Was hat mehr Wucht: Die Drohung mit der Schließung eines Werkes mit 3000 Beschäftigten aufgrund zu hoher Umweltauflagen oder die Drohung mit einem Anstieg des Meeresspiegels um 1,4 Meter in 100 Jahren?

Weil diesem weltweiten Treiben kein Ende gesetzt wird, heucheln die Gestaltungseliten des Planeten unisono. Wahrscheinlich sind viele von ihnen froh, dass sie ihr Image auf Trumps Kosten polieren können und gleichzeitig so weitermachen dürfen wie bisher.

Die EU-Kommission verhandelt Freihandelsabkommen mit Japan, Australien, Neuseeland, Chile und vielen anderen, Angela Merkel gibt TTIP noch längst nicht verloren: Entregionalisierung bleibt Programm, um größere Industriestrukturen zu fördern, die den Verbrauchern (was für ein ätzender Begriff) mit billigeren Produkten mehr Konsum ermöglicht.

In den Industriestaaten sind viele Voraussetzungen erfüllt, die Emissionen tatsächlich zu senken, die entfesselten Wachstumskräfte zu bändigen und eine Zukunft mit Maß und Ziel zu befördern. Wären die Vermögen und Einkommen gerechter verteilt, müsste schon heute kein Mensch mehr in Armut leben.

Es sind soziale und ökologische Basisbewegungen wie Attac, Bund Naturschutz, Campact oder Ende Gelände, die den Parteifürsten (einschließlich den Grünen) erst die nötige Chuzpe geben können, auch unbequeme Forderungen zu stellen und Entscheidungen zu treffen. Kinderwerbung und Werbung in öffentlichen Räumen zu verbieten, Automobilkonzernen den Weg zu weisen und Konsumpraktiken öffentlich zu diskreditieren ist erst möglich, wenn es eine gesellschaftliche Stimmung dafür gibt - wenn es ein Stück weit "Hip" ist, aus der Reihe zu tanzen.
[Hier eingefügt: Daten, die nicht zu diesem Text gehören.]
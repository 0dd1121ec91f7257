//! Settings for the stockfeed pipeline.
//!
//! Settings are loaded once, usually from a TOML file, and handed to
//! `Fetchers::new`. The embedded [`DEFAULT_SETTINGS_TOML`] document is the
//! single source of default values: a user document is merged over it key by
//! key, so anything it leaves out keeps the embedded value.
//!
//! # Example
//!
//! ```
//! use stockfeed_config::Settings;
//!
//! let settings = Settings::from_toml_str(
//!     r#"
//!     [cache]
//!     ttl_secs = 600
//!     "#,
//! )
//! .unwrap();
//!
//! assert_eq!(settings.cache.ttl_secs, 600);
//! assert_eq!(settings.http.requests_per_second, 5);
//! ```

#![doc(issue_tracker_base_url = "https://github.com/stockfeed/stockfeed/issues/")]
#![cfg_attr(docsrs, feature(doc_cfg, doc_auto_cfg))]
#![warn(missing_docs)]
#![forbid(unsafe_code)]

use std::path::{Path, PathBuf};
use std::sync::OnceLock;
use std::time::Duration;

use serde::{Deserialize, Serialize};
use stockfeed_types::{DataKind, FeedError, Result};

/// The default settings document embedded at compile time.
pub const DEFAULT_SETTINGS_TOML: &str = include_str!("../data/defaults.toml");

/// Parsed embedded defaults.
static DEFAULTS: OnceLock<Settings> = OnceLock::new();

/// Top-level settings.
#[derive(Debug, Clone, PartialEq, Eq, Serialize, Deserialize)]
pub struct Settings {
    /// HTTP transport settings.
    pub http: HttpSettings,
    /// Cache settings.
    pub cache: CacheSettings,
    /// Retry settings.
    pub retry: RetrySettings,
    /// Upstream endpoint locations.
    pub endpoints: Endpoints,
}

impl Default for Settings {
    fn default() -> Self {
        Self::defaults().clone()
    }
}

impl Settings {
    /// Returns the settings held by the embedded defaults document.
    ///
    /// # Panics
    ///
    /// Panics if the embedded document is invalid, which is a build defect.
    pub fn defaults() -> &'static Self {
        DEFAULTS.get_or_init(|| {
            Self::from_toml_str("").expect("embedded defaults.toml holds valid settings")
        })
    }

    /// Parses settings from a TOML document merged over the embedded
    /// defaults.
    ///
    /// # Errors
    ///
    /// Returns [`FeedError::Config`] if the document does not parse or the
    /// resulting settings are inconsistent.
    pub fn from_toml_str(content: &str) -> Result<Self> {
        let mut merged = parse_table(DEFAULT_SETTINGS_TOML, "embedded defaults")?;
        merge_tables(&mut merged, parse_table(content, "settings")?);
        let settings: Self = toml::Value::Table(merged)
            .try_into()
            .map_err(|e| FeedError::Config(format!("invalid settings: {e}")))?;
        settings.validate()?;
        Ok(settings)
    }

    /// Loads settings from a TOML file.
    ///
    /// # Errors
    ///
    /// Returns an error if the file cannot be read or does not hold valid
    /// settings.
    pub fn load(path: impl AsRef<Path>) -> Result<Self> {
        let content = std::fs::read_to_string(path.as_ref())?;
        Self::from_toml_str(&content)
    }

    /// Serializes the settings as pretty TOML.
    ///
    /// # Errors
    ///
    /// Returns [`FeedError::Config`] if serialization fails.
    pub fn to_toml(&self) -> Result<String> {
        toml::to_string_pretty(self)
            .map_err(|e| FeedError::Config(format!("serialize settings: {e}")))
    }

    /// Checks that the settings are internally consistent.
    ///
    /// # Errors
    ///
    /// Returns [`FeedError::Config`] naming the first inconsistent value.
    pub fn validate(&self) -> Result<()> {
        if self.http.timeout_secs == 0 {
            return Err(FeedError::Config("http.timeout_secs must be positive".into()));
        }
        if self.http.connect_timeout_secs == 0 {
            return Err(FeedError::Config(
                "http.connect_timeout_secs must be positive".into(),
            ));
        }
        if self.http.max_concurrency == 0 {
            return Err(FeedError::Config("http.max_concurrency must be positive".into()));
        }
        if self.http.user_agent.trim().is_empty() {
            return Err(FeedError::Config("http.user_agent must not be empty".into()));
        }
        if self.retry.max_delay_ms < self.retry.base_delay_ms {
            return Err(FeedError::Config(format!(
                "retry.max_delay_ms ({}) is below retry.base_delay_ms ({})",
                self.retry.max_delay_ms, self.retry.base_delay_ms
            )));
        }
        if self.endpoints.base_url.trim().is_empty() {
            return Err(FeedError::Config("endpoints.base_url must not be empty".into()));
        }
        for kind in DataKind::all() {
            if self.endpoints.path(*kind).trim().is_empty() {
                return Err(FeedError::Config(format!("endpoints.{kind} must not be empty")));
            }
        }
        Ok(())
    }
}

fn parse_table(content: &str, what: &str) -> Result<toml::Table> {
    content
        .parse::<toml::Table>()
        .map_err(|e| FeedError::Config(format!("parse {what} TOML: {e}")))
}

/// Overlays `overlay` onto `base`, recursing into tables present in both.
fn merge_tables(base: &mut toml::Table, overlay: toml::Table) {
    for (key, value) in overlay {
        match (base.get_mut(&key), value) {
            (Some(toml::Value::Table(inner)), toml::Value::Table(value)) => {
                merge_tables(inner, value);
            }
            (_, value) => {
                base.insert(key, value);
            }
        }
    }
}

fn default_user_agent() -> String {
    format!("stockfeed/{}", env!("CARGO_PKG_VERSION"))
}

/// HTTP transport settings.
#[derive(Debug, Clone, PartialEq, Eq, Serialize, Deserialize)]
pub struct HttpSettings {
    /// Whole-request timeout in seconds.
    pub timeout_secs: u64,
    /// Connection timeout in seconds.
    pub connect_timeout_secs: u64,
    /// Idle pooled connections are closed after this many seconds.
    pub pool_idle_timeout_secs: u64,
    /// Maximum idle pooled connections per host.
    pub pool_max_idle_per_host: usize,
    /// Upstream request budget; 0 disables rate limiting.
    pub requests_per_second: u32,
    /// Requests kept in flight by batch fetches.
    pub max_concurrency: usize,
    /// User agent sent with every request.
    #[serde(default = "default_user_agent")]
    pub user_agent: String,
}

impl Default for HttpSettings {
    fn default() -> Self {
        Settings::defaults().http.clone()
    }
}

impl HttpSettings {
    /// Returns the request timeout.
    #[must_use]
    pub const fn timeout(&self) -> Duration {
        Duration::from_secs(self.timeout_secs)
    }

    /// Returns the connection timeout.
    #[must_use]
    pub const fn connect_timeout(&self) -> Duration {
        Duration::from_secs(self.connect_timeout_secs)
    }

    /// Returns the pooled connection idle timeout.
    #[must_use]
    pub const fn pool_idle_timeout(&self) -> Duration {
        Duration::from_secs(self.pool_idle_timeout_secs)
    }
}

/// Cache settings.
#[derive(Debug, Clone, PartialEq, Eq, Serialize, Deserialize)]
pub struct CacheSettings {
    /// Time-to-live of cached tables in seconds.
    pub ttl_secs: u64,
    /// When false, every fetch goes upstream.
    pub enabled: bool,
    /// Mirror cached tables to disk.
    pub persist: bool,
    /// Directory for persisted tables; the platform cache directory is used
    /// when unset.
    pub dir: Option<PathBuf>,
}

impl Default for CacheSettings {
    fn default() -> Self {
        Settings::defaults().cache.clone()
    }
}

impl CacheSettings {
    /// Returns the cache time-to-live.
    #[must_use]
    pub const fn ttl(&self) -> Duration {
        Duration::from_secs(self.ttl_secs)
    }
}

/// Retry settings for transient upstream failures.
#[derive(Debug, Clone, PartialEq, Eq, Serialize, Deserialize)]
pub struct RetrySettings {
    /// Retries after the first attempt; 0 disables retrying.
    pub max_retries: u32,
    /// Base delay for exponential backoff in milliseconds.
    pub base_delay_ms: u64,
    /// Maximum delay between retries in milliseconds.
    pub max_delay_ms: u64,
}

impl Default for RetrySettings {
    fn default() -> Self {
        Settings::defaults().retry.clone()
    }
}

/// Upstream endpoint locations.
///
/// Each per-kind entry is either a path joined onto `base_url` or a full
/// URL used as is.
#[derive(Debug, Clone, PartialEq, Eq, Serialize, Deserialize)]
pub struct Endpoints {
    /// Base URL shared by relative endpoint paths.
    pub base_url: String,
    /// Price history endpoint.
    pub price_history: String,
    /// Financial statement endpoint.
    pub financial_statement: String,
    /// Company profile endpoint.
    pub company_profile: String,
    /// Market data (price board) endpoint.
    pub market_data: String,
    /// Corporate events endpoint.
    pub corporate_events: String,
    /// Option expiration dates endpoint.
    pub option_expiries: String,
    /// Option chain endpoint.
    pub option_chain: String,
}

impl Default for Endpoints {
    fn default() -> Self {
        Settings::defaults().endpoints.clone()
    }
}

impl Endpoints {
    /// Returns the configured entry for a data kind.
    #[must_use]
    pub fn path(&self, kind: DataKind) -> &str {
        match kind {
            DataKind::PriceHistory => &self.price_history,
            DataKind::FinancialStatement => &self.financial_statement,
            DataKind::CompanyProfile => &self.company_profile,
            DataKind::MarketData => &self.market_data,
            DataKind::CorporateEvents => &self.corporate_events,
            DataKind::OptionExpiries => &self.option_expiries,
            DataKind::OptionChain => &self.option_chain,
        }
    }

    /// Resolves the full URL for a data kind.
    #[must_use]
    pub fn url(&self, kind: DataKind) -> String {
        let path = self.path(kind);
        if path.starts_with("http://") || path.starts_with("https://") {
            return path.to_string();
        }
        format!(
            "{}/{}",
            self.base_url.trim_end_matches('/'),
            path.trim_start_matches('/')
        )
    }
}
So lange Konsum der Dreh- und Angelpunkt ist, wird auch gegen den Klimawandel nichts helfen. Wie wäre es, sich über Konsumpraktiken öffentlich lustig zu machen, vor allem über solche, die eher Stress als Spaß versprechen und lediglich aus Statusdenken oder Gewohnheit getätigt werden? Eine Woche Bahamas - nur Workaholics machen so was. Audi Q7 und 500-Euro-Hndy, aber keine Zeit, der Frau (dem Mann?) im Haushalt zu helfen? Zum Sport mit dem Sportwagen? Die Kinder mit Konsolen ruhig stellen statt gemeinsamer Outdoor-Erlebnisse?

Eine andere Stimmung ist nötig - das ist nicht mehr und nicht weniger als ein Kulturwandel, der unsere alltäglichen Haltungen und Handlungen verändern muss, von dem Niko Paech oder Harald Welzer unentwegt schreiben.